# SW Florida - Family things to do?



## jjluhman (Oct 20, 2010)

We are going to the Hyatt Coconut Plantation for a week in November.:whoopie:   We have a 2 year old and other families with small children traveling with us.  What should we try to do/see while we are there?  

We want to take a day trip to Sanibel/Captiva.  Anything special we should see there?  What family friendly restaurant should we check out?  Is the Bubble Room worth it?

Thanks for any help you are able to provide!


----------



## esk444 (Oct 20, 2010)

I think the resorts pools are probably your best bet.  Though I'm not sure if they will be heated, as the main pools at the timeshare were frigid but the lazy river and the hotel pools were warm in September.

Honestly, I really didn't see that many kid friendly things to do outside of the resorts playground, pools, and kids club.  The island boat trip was a big hit.  You can request the captain to see if they can try to find some dolphins on the way to the island.  My daughter loved watching the dolphins chase after the boat.  They have a similar 2 hours dolphin boat tour too.

Shelling at Sanibel was great, but my favorite beach was the one at the very end of the island in front of the South Seas Plantation.  

Other than the zoo in Naples, I didn't see much child friendly things to do besides the beaches.  

One word of advice, skip the timeshare BBQ and Fish Fry.  They were terrible.  Though when they had the BBQ they set up an inflatable bounce house for a couple of hours.  

As for restaurants, we weren't too adventurous, just going to the chains at the Coconut Pointe Mall or Pinchers and Aurelios near the Costco.  They were both really good and child friendly.


----------



## Numismatist (Oct 20, 2010)

goto iloveshelling.com and check out the awesome shelling you can do on Sanibel.  Well worth it, was there this summer, great beaches, fun restaurants/shops.

Bubble Room - interesting...a one time thing.


----------



## gravitar (Oct 20, 2010)

*Things to do - Local and Day Trips*

Ringling Bros
http://www.ringling.org/Plan.aspx

Edison & Ford Estate
http://www.efwefla.org/home.asp

And stuff to pick through here
http://attractions.uptake.com/florida/fort_myers/family/344536393.html


----------



## Sea Six (Oct 20, 2010)

Little kids that age don't need theme park entertainment.  They need to be turned loose on the beach and let their imaginations run wild.  You just have to hope it will be warm enough to enjoy the beach in November.
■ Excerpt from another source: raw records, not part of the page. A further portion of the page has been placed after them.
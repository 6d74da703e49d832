//! CSV snapshot of the currently filtered list.
//!
//! Headers are the keys of the first record in field order; every field is
//! double-quoted with embedded quotes doubled; rows are `\n` separated.

use chrono::NaiveDate;
use serde::Serialize;
use serde_json::Value;
use strum::{Display, EnumString};

#[derive(Debug, Clone, Copy, PartialEq, Eq, Display, EnumString)]
#[strum(serialize_all = "lowercase")]
pub enum ExportKind {
    Present,
    Absent,
}

#[derive(Debug, thiserror::Error)]
pub enum ExportError {
    #[error("No data to download")]
    Empty,

    #[error("Record is not a JSON object")]
    NotAnObject,

    #[error("Failed to serialize record: {0}")]
    Serialize(#[from] serde_json::Error),
}

pub fn to_csv<T: Serialize>(rows: &[T]) -> Result<String, ExportError> {
    let Some(first) = rows.first() else {
        return Err(ExportError::Empty);
    };

    let headers: Vec<String> = match serde_json::to_value(first)? {
        Value::Object(map) => map.keys().cloned().collect(),
        _ => return Err(ExportError::NotAnObject),
    };

    let mut lines = Vec::with_capacity(rows.len() + 1);
    lines.push(headers.join(","));

    for row in rows {
        let Value::Object(map) = serde_json::to_value(row)? else {
            return Err(ExportError::NotAnObject);
        };
        let fields: Vec<String> = headers
            .iter()
            .map(|h| quote(&cell(map.get(h))))
            .collect();
        lines.push(fields.join(","));
    }

    Ok(lines.join("\n"))
}

/// `present-10-A-2026-10-19.csv`, `absent-all-2026-10-19.csv`
pub fn file_name(kind: ExportKind, class_name: Option<&str>, date: NaiveDate) -> String {
    format!(
        "{}-{}-{}.csv",
        kind,
        class_name.unwrap_or("all"),
        date.format("%Y-%m-%d")
    )
}

fn cell(value: Option<&Value>) -> String {
    match value {
        None | Some(Value::Null) => String::new(),
        Some(Value::String(s)) => s.clone(),
        Some(other) => other.to_string(),
    }
}

fn quote(field: &str) -> String {
    format!("\"{}\"", field.replace('"', "\"\""))
}
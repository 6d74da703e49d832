//! Command status poller
//!
//! Observes one asynchronous hardware command until it reaches a terminal
//! status or the attempt budget runs out. Ticks are strictly sequential:
//! the wait for tick N+1 only starts once tick N's query has resolved, so a
//! slow service can never produce overlapping or out-of-order observations.
//!
//! A failed query is logged and swallowed; it still consumes an attempt.
//! `pending` (and any status the console does not know) produces no event.

use async_trait::async_trait;
use std::sync::Arc;
use std::time::{Duration, Instant};
use strum::IntoStaticStr;
use tokio::sync::oneshot;
use tokio::sync::oneshot::error::TryRecvError;
use tokio::time::sleep;
use tracing::{debug, info, warn};

use crate::models::command::{CommandId, CommandStatus, CommandStatusResponse};
use crate::services::attendance_api::ApiError;

/// Shown for `in_progress` ticks that carry no message.
pub const PROCESSING_PLACEHOLDER: &str = "Processing...";

/// Anything that can report a command's current status.
#[async_trait]
pub trait CommandSource: Send + Sync {
    async fn command_status(
        &self,
        command_id: &CommandId,
    ) -> Result<CommandStatusResponse, ApiError>;
}

/// Receives the poller's events for one command.
#[async_trait]
pub trait PollSink: Send {
    fn emit(&mut self, event: &PollEvent);

    /// Called once, after the success hold, when the command completed.
    async fn refresh(&mut self);

    /// Called after the display hold of a success or failure.
    fn clear(&mut self);
}

/// Timing and budget for one poll loop.
#[derive(Debug, Clone, Copy, PartialEq, Eq)]
pub struct PollPolicy {
    pub interval: Duration,
    pub max_attempts: u32,
    pub success_hold: Duration,
    pub failure_hold: Duration,
}

impl Default for PollPolicy {
    fn default() -> Self {
        Self {
            interval: Duration::from_secs(2),
            max_attempts: 60,
            success_hold: Duration::from_secs(2),
            failure_hold: Duration::from_secs(5),
        }
    }
}

#[derive(Debug, Clone, PartialEq, Eq)]
pub enum PollEvent {
    Progress(String),
    Succeeded(String),
    Failed(String),
    TimedOut,
}

#[derive(Debug, Clone, Copy, PartialEq, Eq)]
pub enum PollState {
    Polling { attempts: u32 },
    Succeeded,
    Failed,
    TimedOut,
}

#[derive(Debug, Clone, Copy, PartialEq, Eq, IntoStaticStr)]
#[strum(serialize_all = "snake_case")]
pub enum PollOutcome {
    Succeeded,
    Failed,
    TimedOut,
    Cancelled,
}

/// Transition logic, free of timers and I/O.
#[derive(Debug)]
pub struct PollMachine {
    state: PollState,
    max_attempts: u32,
}

impl PollMachine {
    pub fn new(max_attempts: u32) -> Self {
        Self {
            state: PollState::Polling { attempts: 0 },
            max_attempts: max_attempts.max(1),
        }
    }

    pub fn state(&self) -> PollState {
        self.state
    }

    /// Feed one tick's result (`None` when the query failed).
    ///
    /// Returns the event to surface, if any. Once the machine has left
    /// `Polling` further input is ignored.
    pub fn on_response(&mut self, response: Option<&CommandStatusResponse>) -> Option<PollEvent> {
        let PollState::Polling { attempts } = self.state else {
            return None;
        };
        let attempts = attempts + 1;
        self.state = PollState::Polling { attempts };

        let event = response.and_then(|resp| {
            let message = resp.message.clone().filter(|m| !m.is_empty());
            match &resp.status {
                CommandStatus::InProgress => Some(PollEvent::Progress(
                    message.unwrap_or_else(|| PROCESSING_PLACEHOLDER.to_string()),
                )),
                CommandStatus::Completed => {
                    self.state = PollState::Succeeded;
                    Some(PollEvent::Succeeded(message.unwrap_or_default()))
                }
                CommandStatus::Failed | CommandStatus::Expired => {
                    self.state = PollState::Failed;
                    Some(PollEvent::Failed(
                        message.unwrap_or_else(|| resp.status.to_string()),
                    ))
                }
                CommandStatus::Pending | CommandStatus::Unknown(_) => None,
            }
        });

        if matches!(self.state, PollState::Polling { .. }) && attempts >= self.max_attempts {
            self.state = PollState::TimedOut;
            return Some(PollEvent::TimedOut);
        }

        event
    }
}

/// Drives a [`PollMachine`] against a [`CommandSource`] on a timer.
#[derive(Clone)]
pub struct CommandPoller {
    source: Arc<dyn CommandSource>,
    policy: PollPolicy,
}

impl CommandPoller {
    pub fn new(source: Arc<dyn CommandSource>, policy: PollPolicy) -> Self {
        Self { source, policy }
    }

    pub fn policy(&self) -> PollPolicy {
        self.policy
    }

    /// Poll `command_id` until terminal, timeout, or `cancel` fires (or its
    /// sender is dropped). No query is issued after this returns.
    pub async fn run<S: PollSink>(
        &self,
        command_id: &CommandId,
        sink: &mut S,
        mut cancel: oneshot::Receiver<()>,
    ) -> PollOutcome {
        let started = Instant::now();
        let outcome = self.drive(command_id, sink, &mut cancel).await;

        let label: &'static str = outcome.into();
        metrics::counter!("command_poll_outcomes_total", "outcome" => label).increment(1);
        metrics::histogram!("command_poll_seconds").record(started.elapsed().as_secs_f64());
        info!(command_id = %command_id, outcome = label, "Command polling finished");

        outcome
    }

    async fn drive<S: PollSink>(
        &self,
        command_id: &CommandId,
        sink: &mut S,
        cancel: &mut oneshot::Receiver<()>,
    ) -> PollOutcome {
        let mut machine = PollMachine::new(self.policy.max_attempts);

        loop {
            tokio::select! {
                biased;
                _ = &mut *cancel => return PollOutcome::Cancelled,
                _ = sleep(self.policy.interval) => {}
            }

            let result = tokio::select! {
                biased;
                _ = &mut *cancel => return PollOutcome::Cancelled,
                result = self.source.command_status(command_id) => result,
            };
            metrics::counter!("command_poll_ticks_total").increment(1);

            let response = match result {
                Ok(response) => {
                    debug!(command_id = %command_id, status = %response.status, "Command status");
                    Some(response)
                }
                Err(e) => {
                    warn!(command_id = %command_id, error = %e, "Status check failed, will retry");
                    None
                }
            };

            let Some(event) = machine.on_response(response.as_ref()) else {
                continue;
            };
            // a response racing the cancel belongs to a superseded loop
            if !matches!(cancel.try_recv(), Err(TryRecvError::Empty)) {
                return PollOutcome::Cancelled;
            }
            sink.emit(&event);

            match machine.state() {
                PollState::Polling { .. } => continue,
                PollState::Succeeded => {
                    if !hold(self.policy.success_hold, cancel).await {
                        return PollOutcome::Cancelled;
                    }
                    sink.refresh().await;
                    sink.clear();
                    return PollOutcome::Succeeded;
                }
                PollState::Failed => {
                    if !hold(self.policy.failure_hold, cancel).await {
                        return PollOutcome::Cancelled;
                    }
                    sink.clear();
                    return PollOutcome::Failed;
                }
                PollState::TimedOut => {
                    warn!(
                        command_id = %command_id,
                        attempts = self.policy.max_attempts,
                        "Command did not finish within the attempt budget"
                    );
                    return PollOutcome::TimedOut;
                }
            }
        }
    }
}

/// Wait out a display hold. Returns false if cancelled meanwhile.
async fn hold(duration: Duration, cancel: &mut oneshot::Receiver<()>) -> bool {
    tokio::select! {
        biased;
        _ = &mut *cancel => false,
        _ = sleep(duration) => true,
    }
}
The water is cooling off early this year, and those of us who live in SW Fla are hoping we don't have a winter like last year - it was too cold!


----------



## Talent312 (Oct 20, 2010)

Bubble Room:
1. Is it worth it? _No. The food is decent, but overpriced._
B. Go anyway? _Yes. Go for the unique ambiance. You can brag about it later._


----------



## Zac495 (Oct 20, 2010)

It's a great property. I would just hang out there. There are some nice restaurants in the area that you can go to - not too fancy - that you can take her to. We had a car for that purpose. The lazy river is probably the best I've encountered.


----------



## Don (Oct 21, 2010)

Sea Six said:


> The water is cooling off early this year, and those of us who live in SW Fla are hoping we don't have a winter like last year - it was too cold!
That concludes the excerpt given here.